O especialista explica que o mercado chegou a operar sob o efeito da aposta de que o Banco Central prolongaria ainda mais o ciclo de alívio monetário - expectativa que já foi esfriada pelo Banco Central, que tentou corrigir os excessos. E agora, faz ajustes. "Além disso, há alguns fatores idiossincráticos, como a crise da BRF, as dúvidas sobre a privatização da Eletrobras, a ameaça de mudança da política de preços da Petrobras, movimentos que justificaram muitas correções", explica.

Dólar

O dólar vai às máximas em um mês ante o real nesta quinta-feira, flertando com o patamar de R$ 3,30 e registrando no Brasil a maior alta nos mercados globais de câmbio.

O dia de pressão no câmbio doméstico - que contrasta com a paradeira das últimas semanas - reflete basicamente o noticiário externo, dominado por renovados temores de guerra comercial e desta vez por aumento de tensões diplomáticas.

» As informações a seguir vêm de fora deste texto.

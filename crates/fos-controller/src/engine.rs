//! Engine and builder
//!
//! Start-up is two-phase: collect registrations on an [`EngineBuilder`],
//! build the [`Engine`], then [`Engine::start`] the tree watcher.
//!
//! The engine never blocks on its own. After mutating the document the host
//! either calls [`Engine::settle`] to drain everything that can run now, or
//! drives [`Engine::run_until_idle`] on the engine's executor when loads
//! depend on real I/O.

use std::cell::RefCell;
use std::future::Future;
use std::rc::Rc;

use fos_dom::{Document, NodeId};
use smol::LocalExecutor;

use crate::events::{ControllerEvent, LifecycleEvent, ListenerId};
use crate::lifecycle::{BindingState, Lifecycle};
use crate::watcher::TreeWatcher;
use crate::{
    Config, ControllerFactory, ControllerHandle, ControllerRegistry, EngineError, LinkResolver,
    Loader, ResolutionCache, ResolutionEntry, Resolver, UnavailableLoader,
};

/// Collects configuration and registrations before the engine exists
pub struct EngineBuilder {
    document: Document,
    config: Config,
    loader: Option<Rc<dyn Loader>>,
    resolver: Option<Rc<dyn Resolver>>,
    registrations: Vec<(String, ControllerFactory)>,
}

impl EngineBuilder {
    pub fn new(document: Document) -> Self {
        Self {
            document,
            config: Config::default(),
            loader: None,
            resolver: None,
            registrations: Vec::new(),
        }
    }

    pub fn config(mut self, config: Config) -> Self {
        self.config = config;
        self
    }

    /// Transport used by the default resolver
    pub fn loader(mut self, loader: impl Loader + 'static) -> Self {
        self.loader = Some(Rc::new(loader));
        self
    }

    /// Replace the default resolver
    pub fn resolver(mut self, resolver: impl Resolver + 'static) -> Self {
        self.resolver = Some(Rc::new(resolver));
        self
    }

    /// Queue a registration; applied in order by [`build`](Self::build)
    pub fn register(mut self, name: &str, factory: ControllerFactory) -> Self {
        self.registrations.push((name.to_string(), factory));
        self
    }

    pub fn build(mut self) -> Result<Engine, EngineError> {
        let registrations = std::mem::take(&mut self.registrations);
        let engine = self.assemble();
        for (name, factory) in registrations {
            engine.registry.register(&name, factory)?;
        }

        tracing::debug!(registered = engine.registry.len(), "Controller engine built");
        Ok(engine)
    }

    fn assemble(self) -> Engine {
        let document = Rc::new(RefCell::new(self.document));
        let config = Rc::new(self.config);
        let cache = Rc::new(ResolutionCache::new());
        let registry = Rc::new(ControllerRegistry::new(Rc::clone(&cache)));

        let resolver = match self.resolver {
            Some(resolver) => resolver,
            None => {
                let loader = self.loader.unwrap_or_else(|| Rc::new(UnavailableLoader));
                Rc::new(LinkResolver::new(
                    Rc::clone(&document),
                    Rc::clone(&config),
                    Rc::clone(&cache),
                    Rc::clone(&registry),
                    loader,
                ))
            }
        };

        let executor = Rc::new(LocalExecutor::new());
        let lifecycle = Rc::new(Lifecycle::new(
            document,
            config,
            cache,
            resolver,
            Rc::clone(&executor),
        ));
        Engine {
            lifecycle,
            registry,
            executor,
            watcher: RefCell::new(None),
        }
    }
}

/// Controller binding engine for one document
pub struct Engine {
    lifecycle: Rc<Lifecycle>,
    registry: Rc<ControllerRegistry>,
    executor: Rc<LocalExecutor<'static>>,
    watcher: RefCell<Option<TreeWatcher>>,
}

impl Engine {
    pub fn builder(document: Document) -> EngineBuilder {
        EngineBuilder::new(document)
    }

    /// Engine with default configuration and no loader
    pub fn new(document: Document) -> Self {
        Self::builder(document).assemble()
    }

    /// Start watching the document.
    ///
    /// If the document is already ready, elements carrying the target
    /// attribute are bound right away; otherwise on the first
    /// [`settle`](Self::settle) after it becomes ready.
    pub fn start(&self) -> Result<(), EngineError> {
        {
            let mut watcher = self.watcher.borrow_mut();
            if watcher.is_some() {
                return Err(EngineError::AlreadyStarted);
            }
            let mut document = self.lifecycle.document().borrow_mut();
            *watcher = Some(TreeWatcher::install(&mut document, self.lifecycle.config()));
        }

        tracing::info!(
            attribute = %self.lifecycle.config().target_attribute,
            registered = self.registry.len(),
            "Controller engine started"
        );
        self.process_mutations();
        Ok(())
    }

    pub fn is_started(&self) -> bool {
        self.watcher.borrow().is_some()
    }

    /// Register a controller after start-up
    pub fn register_controller(&self, name: &str, factory: ControllerFactory) -> Result<(), EngineError> {
        self.registry.register(name, factory)
    }

    pub fn registry(&self) -> &ControllerRegistry {
        &self.registry
    }

    /// Replace the resolver; names already cached keep their resolution
    pub fn set_resolver(&self, resolver: impl Resolver + 'static) {
        self.lifecycle.set_resolver(Rc::new(resolver));
    }

    /// Cached resolution for `name`, if it was ever requested or registered
    pub fn resolution(&self, name: &str) -> Option<Rc<ResolutionEntry>> {
        self.lifecycle.cache().get(name)
    }

    /// Number of names in the resolution cache
    pub fn resolution_count(&self) -> usize {
        self.lifecycle.cache().len()
    }

    /// Re-evaluate an element's binding against its current attribute.
    ///
    /// `previous` is the value the caller last saw; pass `None` for an
    /// element it has not seen before.
    pub fn apply_controller(&self, previous: Option<&str>, element: NodeId) {
        self.lifecycle.apply_controller(previous, element);
    }

    /// Detach the element's controller, if any
    pub fn detach_controller(&self, element: NodeId) {
        self.lifecycle.detach_controller(element);
    }

    /// Deliver pending mutation records to the engine.
    ///
    /// Returns the number of records processed; zero before [`start`](Self::start).
    pub fn process_mutations(&self) -> usize {
        let watcher = self.watcher.borrow();
        match watcher.as_ref() {
            Some(watcher) => watcher.pump(&self.lifecycle),
            None => 0,
        }
    }

    fn has_pending_mutations(&self) -> bool {
        let watcher = self.watcher.borrow();
        watcher
            .as_ref()
            .is_some_and(|w| w.has_work(&self.lifecycle.document().borrow()))
    }

    /// Run every continuation that is ready now. Returns how many ran.
    pub fn run_pending(&self) -> usize {
        let mut ran = 0;
        while self.executor.try_tick() {
            ran += 1;
        }
        ran
    }

    /// Process mutations and run continuations until neither makes progress.
    ///
    /// Loads that are still waiting on outside events stay pending.
    pub fn settle(&self) {
        loop {
            let records = self.process_mutations();
            let ran = self.run_pending();
            if records == 0 && ran == 0 && !self.has_pending_mutations() {
                break;
            }
        }
    }

    /// Resolves once no element is resolving and no mutation is queued.
    ///
    /// Must be polled on the engine's executor, e.g. through
    /// [`block_on`](Self::block_on).
    pub async fn run_until_idle(&self) {
        let signal = self.lifecycle.settled_signal();
        loop {
            self.process_mutations();
            if self.lifecycle.pending() == 0 && !self.has_pending_mutations() {
                return;
            }
            if signal.recv().await.is_err() {
                return;
            }
        }
    }

    /// Drive `future` to completion while running the engine's tasks
    pub fn block_on<T>(&self, future: impl Future<Output = T>) -> T {
        smol::block_on(self.executor.run(future))
    }

    /// Listen for `attached` / `detached` on one element
    pub fn add_listener<F>(&self, element: NodeId, kind: LifecycleEvent, listener: F) -> ListenerId
    where
        F: Fn(&ControllerEvent) + 'static,
    {
        self.lifecycle
            .listeners()
            .borrow_mut()
            .add(element, kind, Rc::new(listener))
    }

    pub fn remove_listener(&self, id: ListenerId) -> bool {
        self.lifecycle.listeners().borrow_mut().remove(id)
    }

    pub fn binding(&self, element: NodeId) -> BindingState {
        self.lifecycle.state(element)
    }

    /// Attached controller of `element`
    pub fn controller(&self, element: NodeId) -> Option<ControllerHandle> {
        match self.lifecycle.state(element) {
            BindingState::Attached { controller, .. } => Some(controller),
            _ => None,
        }
    }

    /// Number of elements waiting on a resolution
    pub fn pending(&self) -> usize {
        self.lifecycle.pending()
    }

    pub fn document(&self) -> &Rc<RefCell<Document>> {
        self.lifecycle.document()
    }

    pub fn config(&self) -> &Config {
        self.lifecycle.config()
    }
}

impl std::fmt::Debug for Engine {
    fn fmt(&self, f: &mut std::fmt::Formatter<'_>) -> std::fmt::Result {
        f.debug_struct("Engine")
            .field("started", &self.is_started())
            .field("registry", &self.registry)
            .field("cache", self.lifecycle.cache())
            .field("pending", &self.pending())
            .finish()
    }
}

#[cfg(test)]
mod tests {
    use super::*;
    use crate::{Controller, ControllerError};
    use fos_dom::ReadyState;

    #[derive(Default)]
    struct Noop;

    impl Controller for Noop {
        fn attach(&mut self, _: NodeId, _: &mut Document) -> Result<(), ControllerError> {
            Ok(())
        }

        fn detach(&mut self, _: NodeId, _: &mut Document) -> Result<(), ControllerError> {
            Ok(())
        }
    }

    #[test]
    fn test_start_twice() {
        let engine = Engine::new(Document::default());
        assert!(!engine.is_started());
        engine.start().unwrap();
        assert_eq!(engine.start(), Err(EngineError::AlreadyStarted));
    }

    #[test]
    fn test_builder_rejects_blank_name() {
        let result = Engine::builder(Document::default())
            .register("", ControllerFactory::of::<Noop>())
            .build();
        assert!(matches!(result, Err(EngineError::InvalidName(_))));
    }

    #[test]
    fn test_sweep_waits_for_ready_state() {
        let mut doc = Document::default();
        let body = doc.body();
        let el = doc.create_element("div");
        doc.set_attribute(el, "controller", "menu").unwrap();
        doc.append_child(body, el).unwrap();

        let engine = Engine::builder(doc)
            .register("menu", ControllerFactory::of::<Noop>())
            .build()
            .unwrap();
        engine.start().unwrap();
        engine.settle();
        assert!(matches!(engine.binding(el), BindingState::Unbound));

        engine.document().borrow_mut().set_ready_state(ReadyState::Interactive);
        engine.settle();
        assert!(engine.binding(el).is_attached());
    }

    #[test]
    fn test_apply_without_start() {
        let mut doc = Document::default();
        let body = doc.body();
        doc.set_attribute(body, "controller", "menu").unwrap();

        let engine = Engine::builder(doc)
            .register("menu", ControllerFactory::of::<Noop>())
            .build()
            .unwrap();
        engine.apply_controller(None, body);
        assert_eq!(engine.binding(body).name(), Some("menu"));

        engine.settle();
        assert!(engine.controller(body).is_some());
    }

    #[test]
    fn test_settled_signal_stays_bounded() {
        let engine = Engine::builder(Document::default())
            .register("a", ControllerFactory::of::<Noop>())
            .register("b", ControllerFactory::of::<Noop>())
            .build()
            .unwrap();
        engine.start().unwrap();
        let body = engine.document().borrow().body();

        for round in 0..200 {
            let name = if round % 2 == 0 { "a" } else { "b" };
            engine.document().borrow_mut().set_attribute(body, "controller", name).unwrap();
            engine.settle();
        }

        assert_eq!(engine.binding(body).name(), Some("b"));
        assert!(engine.lifecycle.settled_signal().len() <= 1);
    }
}
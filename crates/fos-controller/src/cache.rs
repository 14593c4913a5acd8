//! Resolution Cache
//!
//! One entry per controller name ever requested. Entries hold a `Shared`
//! future, so every element asking for the same name awaits the same
//! resolution, and they are never evicted. A second map keyed by reference
//! URL shares the underlying load between names declared on one resource.

use std::cell::{Cell, RefCell};
use std::collections::HashMap;
use std::rc::Rc;

use futures::future::{self, FutureExt, LocalBoxFuture, Shared};
use url::Url;

use crate::loader::SharedLoad;
use crate::{ControllerFactory, ResolveError};

/// Outcome of resolving one name
pub type Resolution = Result<ControllerFactory, ResolveError>;

/// Future produced by a [`Resolver`](crate::Resolver)
pub type ResolveFuture = LocalBoxFuture<'static, Resolution>;

/// Cloneable handle on an in-flight or settled resolution
pub type SharedResolution = Shared<ResolveFuture>;

/// Cached resolution for a single controller name
pub struct ResolutionEntry {
    name: String,
    future: SharedResolution,
    reported: Cell<bool>,
}

impl ResolutionEntry {
    fn new(name: &str, future: ResolveFuture) -> Self {
        Self {
            name: name.to_string(),
            future: future.shared(),
            reported: Cell::new(false),
        }
    }

    pub fn name(&self) -> &str {
        &self.name
    }

    /// Await this to get the (possibly already settled) outcome
    pub fn resolution(&self) -> SharedResolution {
        self.future.clone()
    }

    /// Outcome, if the resolution has settled
    pub fn peek(&self) -> Option<&Resolution> {
        self.future.peek()
    }

    /// Returns `true` exactly once: the caller that gets it logs the failure
    pub(crate) fn mark_reported(&self) -> bool {
        !self.reported.replace(true)
    }
}

impl std::fmt::Debug for ResolutionEntry {
    fn fmt(&self, f: &mut std::fmt::Formatter<'_>) -> std::fmt::Result {
        f.debug_struct("ResolutionEntry")
            .field("name", &self.name)
            .field("settled", &self.peek().is_some())
            .field("reported", &self.reported.get())
            .finish()
    }
}

/// Name -> resolution map plus reference URL -> load map
#[derive(Default)]
pub struct ResolutionCache {
    entries: RefCell<HashMap<String, Rc<ResolutionEntry>>>,
    references: RefCell<HashMap<Url, SharedLoad>>,
}

impl ResolutionCache {
    pub fn new() -> Self {
        Self::default()
    }

    /// Cached entry for `name`
    pub fn get(&self, name: &str) -> Option<Rc<ResolutionEntry>> {
        self.entries.borrow().get(name).cloned()
    }

    /// Return the entry for `name`, creating it from `resolve` on first use.
    ///
    /// The entry is inserted before its future is ever polled, so a
    /// concurrent request for the same name sees the in-flight resolution.
    pub fn get_or_resolve<F>(&self, name: &str, resolve: F) -> Rc<ResolutionEntry>
    where
        F: FnOnce() -> ResolveFuture,
    {
        if let Some(entry) = self.get(name) {
            return entry;
        }

        // The resolver runs without any borrow held
        let future = resolve();
        let mut entries = self.entries.borrow_mut();
        let entry = entries
            .entry(name.to_string())
            .or_insert_with(|| Rc::new(ResolutionEntry::new(name, future)));
        Rc::clone(entry)
    }

    /// Insert an already-resolved entry unless `name` is cached.
    ///
    /// Returns whether an entry was inserted.
    pub fn seed(&self, name: &str, factory: ControllerFactory) -> bool {
        let mut entries = self.entries.borrow_mut();
        if entries.contains_key(name) {
            return false;
        }
        let ready = future::ready(Ok(factory)).boxed_local();
        entries.insert(name.to_string(), Rc::new(ResolutionEntry::new(name, ready)));
        true
    }

    pub fn contains(&self, name: &str) -> bool {
        self.entries.borrow().contains_key(name)
    }

    /// Number of distinct names requested or registered
    pub fn len(&self) -> usize {
        self.entries.borrow().len()
    }

    pub fn is_empty(&self) -> bool {
        self.entries.borrow().is_empty()
    }

    pub(crate) fn reference(&self, url: &Url) -> Option<SharedLoad> {
        self.references.borrow().get(url).cloned()
    }

    /// Store the load for `url`; an existing load wins
    pub(crate) fn insert_reference(&self, url: Url, load: SharedLoad) -> SharedLoad {
        self.references.borrow_mut().entry(url).or_insert(load).clone()
    }

    /// Number of distinct references loaded
    pub fn reference_count(&self) -> usize {
        self.references.borrow().len()
    }
}

impl std::fmt::Debug for ResolutionCache {
    fn fmt(&self, f: &mut std::fmt::Formatter<'_>) -> std::fmt::Result {
        f.debug_struct("ResolutionCache")
            .field("entries", &self.len())
            .field("references", &self.reference_count())
            .finish()
    }
}
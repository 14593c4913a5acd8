//! Engine Configuration

/// Names the engine looks for in the document
#[derive(Debug, Clone, PartialEq, Eq)]
pub struct Config {
    /// Attribute whose value names an element's controller
    pub target_attribute: String,

    /// Attribute on a declaration element naming the controller it provides
    pub alias_attribute: String,

    /// Optional attribute on a declaration forcing the load kind
    pub load_kind_attribute: String,

    /// Tag of declaration elements (`<link controller-name=... href=...>`)
    pub declaration_tag: String,

    /// Event type dispatched after a controller attaches
    pub attached_event: String,

    /// Event type dispatched after a controller detaches
    pub detached_event: String,
}

impl Default for Config {
    fn default() -> Self {
        let target = "controller";
        Self {
            target_attribute: target.to_string(),
            alias_attribute: format!("{target}-name"),
            load_kind_attribute: "type-is".to_string(),
            declaration_tag: "link".to_string(),
            attached_event: format!("{target}.attached"),
            detached_event: format!("{target}.detached"),
        }
    }
}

Após os ruídos causados pelo anúncio do governo Trump de aumento de tarifas de importação a aço - medida que prejudicou também o Brasil -, investidores agora analisam a meta da Casa Branca de cortar em US$ 100 bilhões o déficit comercial dos EUA com a China.

O receio é que Washington adote medidas mais diretas na direção de Pequim, o que poderia ter desdobramentos negativos a mercados emergentes que exportam para o gigante asiático.

Os números da balança comercial brasileira deixam claro a estreita relação do comércio exterior do Brasil com a China. Em 2017, o país asiático se manteve como o principal destino das exportações brasileiras (22% do total). Dos US$ 67 bilhões de superávit comercial recorde no ano passado, 30% vieram exclusivamente do comércio Brasil-China.

Além de questões comerciais, investidores temem que um aumento de ruídos geopolíticos crie ambiente menos propício a investimentos, o que ameaçaria a tese de crescimento global sincronizado que tem beneficiado mercados emergentes. A Rússia classificou como "irresponsável" a posição do Reino Unido de anunciar sanções relacionadas ao envenenamento de um ex-espião russo na Inglaterra.

Às 13h25, o dólar comercial subia 0,74%, a R$ 3,2847. Na máxima, a cotação foi a R$ 3,2954, pico desde 14 de fevereiro (R$ 3,297).

Juros

As preocupações com uma guerra comercial no exterior voltam a pesar nos mercados brasileiros nesta quinta-feira. Embora numa magnitude menos intensa que os demais segmentos financeiros, os juros futuros também são afetados pelo ambiente externo mais adverso, com alta nas taxas intermediárias.

Em alta desde a abertura, a taxa projetada pelo DI janeiro de 2021 avançava 1 pontos-base para 8,250%, por volta das 12h30.

Por outro lado, o comportamento dos juros mais longos mostra que a percepção de risco vindo do exterior ainda é contida. O DI janeiro/2025 operava estável, a 9,520%.

ODI janeiro/2019 operava estável a 6,485% e o DI janeiro/2020 - que reflete apostas para Selic até o fim do ano que vem - subia a 7,390% (7,350% no ajuste anterior).